第1439話 出産

 寝室の前に来ると、椅子とテーブルが用意されていた。


 テーブルには軽食と飲み物が置かれ、メイド長さんと数名のメイドさんが控えていた。


「メイド長は中に入らないんだ」


 真っ先に、とは変な言い方だが、常にオカンの側にいるもんだと思ってたよ。


「はい。寝室には医療メイドがおりますので。余計な者は入れておりません」


 確かにサラニラやオババ、手伝いがいりゃイイ。たくさんいてはオカンも気が散るだろうよ。


「親父殿、倒れたりしてねーか?」


 どんな男も出産は衝撃的だ。立ち会った旦那が気絶したとか聞いたことあるぜ。


「はい。しっかりと奥様を支えております」


 さすが元A級冒険者。場数を踏んでると出産くらいじゃ負けねーか。


「まだ時間がかかるの?」


「出産に決まった時間はねー。どっしり構えておけ」


 ポンと産まれるときもあれば何十時間とかかる場合もある。気を張ってたら肝心なときに立ち会えねーぜ。


「サプルやトータのときに震えていた人のセリフじゃないわね」


 アレはアレ。コレはコレ、である。今のオレはドンと構えてられるのダゼ。


「……あんちゃんが……」


「そうよ。普段は不敵に笑ってるのに、家族のことになると、とたんに怖がるのよ」


 姉御。兄の威厳を壊さないでくださいませ。


「いつかトータも好きな人ができて結婚して、子どもが産まれたら家族を守れる父親になるのよ」


 まだ六歳の坊やになにを言ってんだか。でもまあ、そうなって欲しいとオレも思うよ。


「但し、家族を守って死ぬような父親にはなるなよ。生きて家族を守れる父親になれ」


 それ以外、オレは認めんぞ。


「うん! なる」


 それでこそオレの弟だ。ってか、人の弟の頭に咲いてる花! 邪魔だよ! 頭撫でてやれんだろうが! 引っこ抜くぞ!
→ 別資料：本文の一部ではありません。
//! Section 3.10 - UNSUBSCRIBE
//!
//! Tests for UNSUBSCRIBE packet validation and behavior.

use std::net::SocketAddr;

use crate::mqtt_conformance::{next_port, start_broker, test_config, RawClient, CONNECT_V311};

// ============================================================================
// [MQTT-3.10.1-1] UNSUBSCRIBE Flags Must Be 0010
// ============================================================================

#[tokio::test]
async fn test_mqtt_3_10_1_1_unsubscribe_invalid_flags_closes() {
    let port = next_port();
    let config = test_config(port);
    let broker_handle = start_broker(config).await;

    let mut client = RawClient::connect(SocketAddr::from(([127, 0, 0, 1], port))).await;
    client.send_raw(&CONNECT_V311).await;
    let _ = client.recv_raw(1000).await;

    // UNSUBSCRIBE with flags = 0000 (should be 0010)
    let invalid_unsubscribe = [
        0xA0, 0x08, // Wrong flags (0xA0 instead of 0xA2)
        0x00, 0x01, 0x00, 0x04, b't', b'e', b's', b't',
    ];
    client.send_raw(&invalid_unsubscribe).await;

    // Server MUST close connection [MQTT-3.10.1-1]
    assert!(
        client.expect_disconnect(1000).await,
        "Server MUST close connection on invalid UNSUBSCRIBE flags [MQTT-3.10.1-1]"
    );

    broker_handle.abort();
}

// ============================================================================
// [MQTT-3.10.3-2] UNSUBSCRIBE Must Have At Least One Topic Filter
// ============================================================================

#[tokio::test]
async fn test_mqtt_3_10_3_2_unsubscribe_no_topics_closes() {
    let port = next_port();
    let config = test_config(port);
    let broker_handle = start_broker(config).await;

    let mut client = RawClient::connect(SocketAddr::from(([127, 0, 0, 1], port))).await;
    client.send_raw(&CONNECT_V311).await;
    let _ = client.recv_raw(1000).await;

    // UNSUBSCRIBE with no topic filters
    let invalid_unsubscribe = [
        0xA2, 0x02, // UNSUBSCRIBE
        0x00, 0x01, // Packet ID only, no topics
    ];
    client.send_raw(&invalid_unsubscribe).await;

    // Server MUST close connection [MQTT-3.10.3-2]
    assert!(
        client.expect_disconnect(1000).await,
        "Server MUST close connection on empty UNSUBSCRIBE [MQTT-3.10.3-2]"
    );

    broker_handle.abort();
}

// ============================================================================
// [MQTT-3.10.4-1] Server MUST Respond with UNSUBACK
// ============================================================================

#[tokio::test]
async fn test_mqtt_3_10_4_1_unsuback_response() {
    let port = next_port();
    let config = test_config(port);
    let broker_handle = start_broker(config).await;

    let mut client = RawClient::connect(SocketAddr::from(([127, 0, 0, 1], port))).await;
    client.send_raw(&CONNECT_V311).await;
    let _ = client.recv_raw(1000).await;

    // Subscribe first
    let subscribe = [
        0x82, 0x09, 0x00, 0x01, 0x00, 0x04, b't', b'e', b's', b't', 0x00,
    ];
    client.send_raw(&subscribe).await;
    let _ = client.recv_raw(1000).await;

    // Unsubscribe
    let unsubscribe = [0xA2, 0x08, 0x00, 0x02, 0x00, 0x04, b't', b'e', b's', b't'];
    client.send_raw(&unsubscribe).await;

    // Server MUST respond with UNSUBACK [MQTT-3.10.4-1]
    if let Some(data) = client.recv_raw(1000).await {
        assert_eq!(
            data[0], 0xB0,
            "Server MUST respond with UNSUBACK [MQTT-3.10.4-1]"
        );
    } else {
        panic!("Server MUST respond with UNSUBACK [MQTT-3.10.4-1]");
    }

    broker_handle.abort();
}

// ============================================================================
// [MQTT-3.10.4-2] UNSUBACK Even If No Topics Match
// ============================================================================

#[tokio::test]
async fn test_mqtt_3_10_4_2_unsuback_no_match() {
    let port = next_port();
    let config = test_config(port);
    let broker_handle = start_broker(config).await;

    let mut client = RawClient::connect(SocketAddr::from(([127, 0, 0, 1], port))).await;
    client.send_raw(&CONNECT_V311).await;
    let _ = client.recv_raw(1000).await;

    // Unsubscribe from topic never subscribed
    let unsubscribe = [
        0xA2, 0x0A, 0x00, 0x01, 0x00, 0x06, b'n', b'o', b's', b'u', b'c', b'h',
    ];
    client.send_raw(&unsubscribe).await;

    // Server MUST still respond with UNSUBACK [MQTT-3.10.4-2]
    if let Some(data) = client.recv_raw(1000).await {
        assert_eq!(
            data[0], 0xB0,
            "Server MUST respond with UNSUBACK even if no match [MQTT-3.10.4-2]"
        );
    } else {
        panic!("Server MUST respond with UNSUBACK even if no match [MQTT-3.10.4-2]");
    }

    broker_handle.abort();
}
//! Shared MQTT vocabulary: packet types, QoS, protocol version, and the
//! per-packet structs that `codec` reads and writes.
//!
//! Everything in this module is version-agnostic scaffolding. Where v3.1.1
//! and v5.0 diverge (properties, reason codes), the codec consults
//! `ProtocolVersion` at encode/decode time rather than this module branching
//! on it.

mod error;
mod packet;
mod properties;
mod reason;

pub use error::{DecodeError, EncodeError, ProtocolError};
pub use packet::*;
pub use properties::{Properties, Property};
pub use reason::ReasonCode;

/// Which MQTT revision a connection negotiated during CONNECT.
#[derive(Debug, Clone, Copy, PartialEq, Eq, Hash)]
#[repr(u8)]
pub enum ProtocolVersion {
    /// Protocol level 4.
    V311 = 4,
    /// Protocol level 5, adds properties, reason codes, and shared
    /// subscriptions.
    V5 = 5,
}

impl ProtocolVersion {
    pub fn from_u8(level: u8) -> Option<Self> {
        match level {
            4 => Some(Self::V311),
            5 => Some(Self::V5),
            _ => None,
        }
    }
}

/// MQTT delivery guarantee for a PUBLISH or subscription.
///
/// Ordered so that `QoS::AtMostOnce < QoS::AtLeastOnce < QoS::ExactlyOnce`,
/// which is what makes [`QoS::min`] usable directly for subscription
/// matching (a subscriber never receives a higher QoS than it asked for).
#[derive(Debug, Clone, Copy, PartialEq, Eq, PartialOrd, Ord, Hash, Default)]
#[repr(u8)]
pub enum QoS {
    #[default]
    AtMostOnce = 0,
    AtLeastOnce = 1,
    ExactlyOnce = 2,
}

impl QoS {
    pub fn from_u8(bits: u8) -> Option<Self> {
        match bits {
            0 => Some(Self::AtMostOnce),
            1 => Some(Self::AtLeastOnce),
            2 => Some(Self::ExactlyOnce),
            _ => None,
        }
    }

    /// Caps a publish's QoS to what a matching subscription requested.
    pub fn min(self, other: Self) -> Self {
        std::cmp::min(self, other)
    }
}

/// v5.0 control over whether retained messages are replayed on subscribe.
#[derive(Debug, Clone, Copy, PartialEq, Eq, Default)]
#[repr(u8)]
pub enum RetainHandling {
    #[default]
    SendAtSubscribe = 0,
    /// Only deliver retained messages the first time a filter is subscribed.
    SendAtSubscribeIfNew = 1,
    DoNotSend = 2,
}

impl RetainHandling {
    pub fn from_u8(bits: u8) -> Option<Self> {
        match bits {
            0 => Some(Self::SendAtSubscribe),
            1 => Some(Self::SendAtSubscribeIfNew),
            2 => Some(Self::DoNotSend),
            _ => None,
        }
    }
}

/// The options byte attached to each filter in a SUBSCRIBE packet.
///
/// v3.1.1 only ever sets `qos`; `no_local`, `retain_as_published`, and
/// `retain_handling` are v5.0 additions packed into the same byte on the
/// wire, bits 2-3 and 4-5 respectively.
#[derive(Debug, Clone, Copy, PartialEq, Eq)]
pub struct SubscriptionOptions {
    pub qos: QoS,
    pub no_local: bool,
    pub retain_as_published: bool,
    pub retain_handling: RetainHandling,
}

impl Default for SubscriptionOptions {
    fn default() -> Self {
        Self {
            qos: QoS::AtMostOnce,
            no_local: false,
            retain_as_published: false,
            retain_handling: RetainHandling::SendAtSubscribe,
        }
    }
}

impl SubscriptionOptions {
    /// Parses a SUBSCRIBE options byte, rejecting reserved bits 6-7.
    pub fn from_byte(byte: u8) -> Option<Self> {
        if byte & 0xC0 != 0 {
            return None;
        }

        Some(Self {
            qos: QoS::from_u8(byte & 0x03)?,
            no_local: byte & 0x04 != 0,
            retain_as_published: byte & 0x08 != 0,
            retain_handling: RetainHandling::from_u8((byte >> 4) & 0x03)?,
        })
    }

    pub fn to_byte(self) -> u8 {
        self.qos as u8
            | (self.no_local as u8) << 2
            | (self.retain_as_published as u8) << 3
            | (self.retain_handling as u8) << 4
    }
}

/// The packet type nibble carried in the high bits of the fixed header.
#[derive(Debug, Clone, Copy, PartialEq, Eq)]
#[repr(u8)]
pub enum PacketType {
    Connect = 1,
    ConnAck = 2,
    Publish = 3,
    PubAck = 4,
    PubRec = 5,
    PubRel = 6,
    PubComp = 7,
    Subscribe = 8,
    SubAck = 9,
    Unsubscribe = 10,
    UnsubAck = 11,
    PingReq = 12,
    PingResp = 13,
    Disconnect = 14,
    Auth = 15,
}

impl PacketType {
    pub fn from_u8(nibble: u8) -> Option<Self> {
        const TYPES: [PacketType; 15] = [
            PacketType::Connect,
            PacketType::ConnAck,
            PacketType::Publish,
            PacketType::PubAck,
            PacketType::PubRec,
            PacketType::PubRel,
            PacketType::PubComp,
            PacketType::Subscribe,
            PacketType::SubAck,
            PacketType::Unsubscribe,
            PacketType::UnsubAck,
            PacketType::PingReq,
            PacketType::PingResp,
            PacketType::Disconnect,
            PacketType::Auth,
        ];
        TYPES.get(nibble.checked_sub(1)? as usize).copied()
    }
}
use std::ops::Deref;
use std::path::Path;
use tempfile::NamedTempFile;

/// An RAII handle to a downloaded file: the backing temp file is deleted
/// when the handle (and every clone of its path) goes out of scope. Callers
/// that need several source files for one job hold a `Vec<ScopedTempFile>`
/// and the guards unwind together.
pub struct ScopedTempFile {
	inner: NamedTempFile,
}

impl ScopedTempFile {
	pub(crate) fn new(inner: NamedTempFile) -> Self {
		ScopedTempFile { inner }
	}

	#[must_use]
	pub fn path(&self) -> &Path {
		self.inner.path()
	}
}

impl Deref for ScopedTempFile {
	type Target = Path;

	fn deref(&self) -> &Path {
		self.path()
	}
}

impl AsRef<Path> for ScopedTempFile {
	fn as_ref(&self) -> &Path {
		self.path()
	}
}
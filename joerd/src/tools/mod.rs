pub mod enqueue_downloads;
pub mod enqueue_renders;
pub mod server;

mod jobs_file;
mod test_utilities;

use predicates::str;
use test_utilities::{BINARY_NAME, joerd_cmd};

#[test]
fn no_arguments_prints_usage_and_fails() {
	joerd_cmd()
		.assert()
		.failure()
		.code(2)
		.stdout(str::is_empty())
		.stderr(str::contains(format!("Usage: {BINARY_NAME} [OPTIONS] <COMMAND>")));
}

#[test]
fn version_flag_prints_the_binary_name() {
	joerd_cmd().arg("-V").assert().success().stdout(str::starts_with(BINARY_NAME));
}

#[test]
fn help_flag_lists_every_subcommand() {
	joerd_cmd()
		.arg("--help")
		.assert()
		.success()
		.stdout(str::contains("server").and(str::contains("enqueue-downloads")).and(str::contains("enqueue-renders")));
}

#[test]
fn server_subcommand_requires_config() {
	joerd_cmd().arg("server").assert().failure().code(2).stderr(str::contains("--config"));
}

#[test]
fn enqueue_downloads_subcommand_requires_config() {
	joerd_cmd().arg("enqueue-downloads").assert().failure().code(2).stderr(str::contains("--config"));
}

#[test]
fn enqueue_renders_subcommand_requires_config() {
	joerd_cmd().arg("enqueue-renders").assert().failure().code(2).stderr(str::contains("--config"));
}

#[test]
fn server_subcommand_surfaces_a_missing_config_file() {
	joerd_cmd()
		.args(["server", "--config", "/nonexistent/joerd.yaml"])
		.assert()
		.failure()
		.stderr(str::contains("Failed to load configuration"));
}
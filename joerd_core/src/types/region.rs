use super::BoundingBox;
use serde::{Deserialize, Serialize};
use std::ops::Range;

/// A spatial + zoom specification of what tiles a run must produce.
/// Immutable once loaded from configuration.
#[derive(Clone, Copy, Debug, PartialEq, Serialize, Deserialize)]
pub struct Region {
	pub bbox: BoundingBox,
	#[serde(with = "zoom_range")]
	pub zoom_range: Range<u8>,
}

impl Region {
	#[must_use]
	pub fn new(bbox: BoundingBox, zoom_range: Range<u8>) -> Self {
		Region { bbox, zoom_range }
	}

	/// Half-open zoom membership: `zmin <= zoom < zmax`, combined with
	/// spatial overlap against `bbox`.
	#[must_use]
	pub fn intersects(&self, bbox: &BoundingBox, zoom: u8) -> bool {
		self.zoom_range.contains(&zoom) && self.bbox.intersects(bbox)
	}
}

/// `serde` doesn't know how to (de)serialize `Range<u8>` directly; represent
/// it as the two-element `[zmin, zmax]` array used in configuration (§6).
mod zoom_range {
	use serde::{Deserialize, Deserializer, Serialize, Serializer};
	use std::ops::Range;

	pub fn serialize<S: Serializer>(range: &Range<u8>, s: S) -> Result<S::Ok, S::Error> {
		[range.start, range.end].serialize(s)
	}

	pub fn deserialize<'de, D: Deserializer<'de>>(d: D) -> Result<Range<u8>, D::Error> {
		let [start, end] = <[u8; 2]>::deserialize(d)?;
		Ok(start..end)
	}
}

#[cfg(test)]
mod tests {
	use super::*;

	#[test]
	fn intersects_checks_both_space_and_zoom() {
		let region = Region::new(BoundingBox::new(-10.0, -10.0, 10.0, 10.0).unwrap(), 8..10);
		let tile_bbox = BoundingBox::new(0.0, 0.0, 1.0, 1.0).unwrap();
		assert!(region.intersects(&tile_bbox, 8));
		assert!(region.intersects(&tile_bbox, 9));
		assert!(!region.intersects(&tile_bbox, 10), "zoom_range is half-open");
		assert!(!region.intersects(&tile_bbox, 7));

		let far_bbox = BoundingBox::new(50.0, 50.0, 51.0, 51.0).unwrap();
		assert!(!region.intersects(&far_bbox, 8));
	}

	#[test]
	fn zoom_range_round_trips_through_json() {
		let region = Region::new(BoundingBox::new(-1.0, -1.0, 1.0, 1.0).unwrap(), 3..7);
		let json = serde_json::to_string(&region).unwrap();
		let back: Region = serde_json::from_str(&json).unwrap();
		assert_eq!(region, back);
	}
}
//! Skadi 1°×1° tile math (§4.4), recovered in behavior from
//! `original_source/joerd/output/skadi.py`.

use anyhow::{Result, bail};
use joerd_core::BoundingBox;

/// Pixel width/height of a Skadi tile, including the half-arc-second bleed
/// on every side (3600 arc-seconds per degree, plus one padding row/column).
pub const TILE_PX: usize = 3601;

/// Half an arc-second, in degrees.
pub const HALF_ARC_SEC: f64 = 1.0 / 3600.0 / 2.0;

/// Nominal zoom used when intersecting Skadi tiles against regions (§4.4).
pub const NOMINAL_ZOOM: f64 = 12.3;

/// The geographic bbox of Skadi tile `(x, y)`: one degree square starting at
/// `(x - 180, y - 90)`.
#[must_use]
pub fn tile_bbox(x: u32, y: u32) -> BoundingBox {
	let lon = f64::from(x) - 180.0;
	let lat = f64::from(y) - 90.0;
	BoundingBox::new(lon, lat, lon + 1.0, lat + 1.0).expect("skadi tile bbox is always well-formed")
}

/// `tile_name(x, y)`: the SRTMHGT-style name, e.g. `"N37W060"`.
#[must_use]
pub fn tile_name(x: u32, y: u32) -> String {
	let lon = f64::from(x) - 180.0;
	let lat = f64::from(y) - 90.0;
	let (ns, lat_abs) = if lat >= 0.0 { ('N', lat as u32) } else { ('S', (-lat) as u32) };
	let (ew, lon_abs) = if lon >= 0.0 { ('E', lon as u32) } else { ('W', (-lon) as u32) };
	format!("{ns}{lat_abs:02}{ew}{lon_abs:03}")
}

/// Inverse of [`tile_name`].
pub fn parse_tile_name(name: &str) -> Result<(u32, u32)> {
	let bytes = name.as_bytes();
	if bytes.len() != 7 {
		bail!("{name:?} is not a valid Skadi tile name");
	}
	let ns = bytes[0] as char;
	let lat_abs: i32 = name[1..3].parse()?;
	let ew = bytes[3] as char;
	let lon_abs: i32 = name[4..7].parse()?;

	let lat = match ns {
		'N' => lat_abs,
		'S' => -lat_abs,
		_ => bail!("{name:?} has an invalid N/S designator"),
	};
	let lon = match ew {
		'E' => lon_abs,
		'W' => -lon_abs,
		_ => bail!("{name:?} has an invalid E/W designator"),
	};

	Ok(((lon + 180) as u32, (lat + 90) as u32))
}

#[cfg(test)]
mod tests {
	use super::*;
	use pretty_assertions::assert_eq;

	#[test]
	fn concrete_scenario_tile_name() {
		assert_eq!(tile_name(120, 127), "N37W060");
	}

	#[test]
	fn parse_is_the_inverse_of_tile_name_everywhere_in_range() {
		for x in (0..360).step_by(17) {
			for y in (0..180).step_by(13) {
				let name = tile_name(x, y);
				assert_eq!(parse_tile_name(&name).unwrap(), (x, y), "round trip failed for {name}");
			}
		}
	}
}
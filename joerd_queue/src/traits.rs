use anyhow::Result;
use joerd_core::job::Job;

/// A destination for batches of serialized jobs, and a source of messages to
/// process. Implementations decide how batching at the wire level is
/// bounded; [`crate::Batch`] enforces those bounds before a batch is ever
/// handed to [`Queue::send_batch`].
pub trait Queue: Send + Sync {
	/// Maximum serialized size, in bytes, of one `send_batch` payload.
	fn max_batch_bytes(&self) -> usize;

	/// Maximum number of jobs in one `send_batch` payload.
	fn max_batch_len(&self) -> usize;

	/// Sends a batch of already-serialized job JSON strings as a single
	/// message.
	fn send_batch(&self, jobs: Vec<String>) -> Result<()>;

	/// Polls for messages ready to process. Not every queue implementation
	/// supports this (an in-process queue dispatches synchronously and has
	/// nothing to receive).
	fn receive_messages(&self) -> Result<Vec<Box<dyn QueueMessage>>>;
}

/// One received message: its parsed job body, and an acknowledgement that
/// must be called only after the job has been fully and successfully
/// processed (§6: "ack-on-success-only").
pub trait QueueMessage: Send {
	fn job(&self) -> Result<Job>;
	fn ack(&self) -> Result<()>;
}
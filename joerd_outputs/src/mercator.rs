//! Web Mercator tile math (§4.4), generalized from the teacher's
//! `TileCoord2::from_geo` with the ±85.051129° clip made an explicit
//! constant at the call site, per the distilled specification's testable
//! property list (§8).

use joerd_core::BoundingBox;
use joerd_core::types::{EARTH_RADIUS, MAX_MERCATOR_LAT};
use std::f64::consts::PI;

pub const TILE_SIZE: u32 = 256;

/// Circumference of the spherical Mercator world, in meters (`2 * pi * R`).
pub const WORLD_SIZE: f64 = 2.0 * PI * EARTH_RADIUS;

/// `lonlat_to_xy(z, lon, lat)`: clips latitude to `±MAX_MERCATOR_LAT`,
/// applies the standard spherical Mercator forward projection, and floors
/// into the `2^z × 2^z` grid.
#[must_use]
pub fn lonlat_to_xy(z: u8, lon: f64, lat: f64) -> (u32, u32) {
	let lat = lat.clamp(-MAX_MERCATOR_LAT, MAX_MERCATOR_LAT);
	let n = 2f64.powi(i32::from(z));

	let x = n * ((lon + 180.0) / 360.0);
	let lat_rad = lat.to_radians();
	let y = n * (1.0 - (lat_rad.tan() + 1.0 / lat_rad.cos()).ln() / PI) / 2.0;

	let max_index = (n as u32).saturating_sub(1);
	(
		(x.floor() as i64).clamp(0, i64::from(max_index)) as u32,
		(y.floor() as i64).clamp(0, i64::from(max_index)) as u32,
	)
}

/// The tile's extent in meters in EPSG:3857: `(min_x, min_y, max_x, max_y)`.
#[must_use]
pub fn mercator_bbox(z: u8, x: u32, y: u32) -> (f64, f64, f64, f64) {
	let n = 2f64.powi(i32::from(z));
	let tile_size_m = WORLD_SIZE / n;
	let min_x = -WORLD_SIZE / 2.0 + f64::from(x) * tile_size_m;
	let max_x = min_x + tile_size_m;
	let max_y = WORLD_SIZE / 2.0 - f64::from(y) * tile_size_m;
	let min_y = max_y - tile_size_m;
	(min_x, min_y, max_x, max_y)
}

/// The tile's geographic bbox, the inverse spherical Mercator projection of
/// [`mercator_bbox`]'s corners.
#[must_use]
pub fn latlon_bbox(z: u8, x: u32, y: u32) -> BoundingBox {
	let (min_x, min_y, max_x, max_y) = mercator_bbox(z, x, y);
	let (lon_min, lat_min) = meters_to_lonlat(min_x, min_y);
	let (lon_max, lat_max) = meters_to_lonlat(max_x, max_y);
	BoundingBox::new(lon_min, lat_min, lon_max, lat_max).expect("mercator tile bbox is always well-formed")
}

fn meters_to_lonlat(x: f64, y: f64) -> (f64, f64) {
	let lon = x / WORLD_SIZE * 360.0;
	let lat = (PI / 2.0 - 2.0 * (-y / EARTH_RADIUS).exp().atan()).to_degrees();
	(lon, lat)
}

#[cfg(test)]
mod tests {
	use super::*;
	use pretty_assertions::assert_eq;
	use rstest::rstest;

	#[rstest]
	#[case(16, -122.39197, 37.79125, 10487, 25327)]
	#[case(16, 149.12446, -35.30816, 59915, 39645)]
	fn concrete_scenario_lonlat_to_xy(#[case] z: u8, #[case] lon: f64, #[case] lat: f64, #[case] x: u32, #[case] y: u32) {
		assert_eq!(lonlat_to_xy(z, lon, lat), (x, y));
	}

	#[rstest]
	#[case(0)]
	#[case(5)]
	#[case(14)]
	#[case(19)]
	fn corners_map_to_grid_corners(#[case] z: u8) {
		let n = 1u32 << z;
		assert_eq!(lonlat_to_xy(z, -180.0, 90.0), (0, 0));
		assert_eq!(lonlat_to_xy(z, 180.0, -90.0), (n - 1, n - 1));
	}

	#[rstest]
	#[case(0, 0, 0)]
	#[case(8, 41, 99)]
	#[case(13, 1308, 3165)]
	#[case(19, 400000, 300000)]
	fn mercator_round_trip_through_tile_center(#[case] z: u8, #[case] x: u32, #[case] y: u32) {
		let bbox = latlon_bbox(z, x, y);
		let (lon, lat) = bbox.center();
		assert_eq!(lonlat_to_xy(z, lon, lat), (x, y));
	}
}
「チャコ。人になれんなら人でいろや。トータの頭に咲いてんじゃねーよ」


 共存体と抜かすメルヘンは自立型になってんだからよ。


 ……てか、メルヘンはどこに消えた……?


「寝室にいましたよ。出産を見守ってました」


 まあ、幸運のメルヘン。近くにいてくれるなら安心だろう。って、幽霊も寝室にいってたんかい! あなたも自立型になれよ! いや、それだと浮遊霊になるの、か?


「人化は疲れるのよ。光合成もできないしさ」


 あーうん。花だしね。光合成しなくちゃダメよね。


「人化するメリットってなんだよ?」


「主に移動できて、外敵と戦うため、かしらね? 長老の話では人を栄養にして人化できるようになったそうよ」


「食人植物か!」


「失礼ね。わたしは大陽の光と水だけで生きてるわよ。あ、冒険と言うスパイスは必要だけどね」


 普通に大陽の光と水で生きてる花からしたらストレスでしかねーけどな。いや、今さらこいつに普通を説いても無駄だけどよ。


「あ、メイド長さん。コーヒーちょうだい」


 ったく。メルヘンを相手してると喉が乾くぜ。


 メイド長さんからコーヒーをもらい、窓から外を眺める。


「……館の外も変わったな……」


 ここからは見えるのは館の裏だが、陽当たり山の木が伐られ、なんか花が植えられている。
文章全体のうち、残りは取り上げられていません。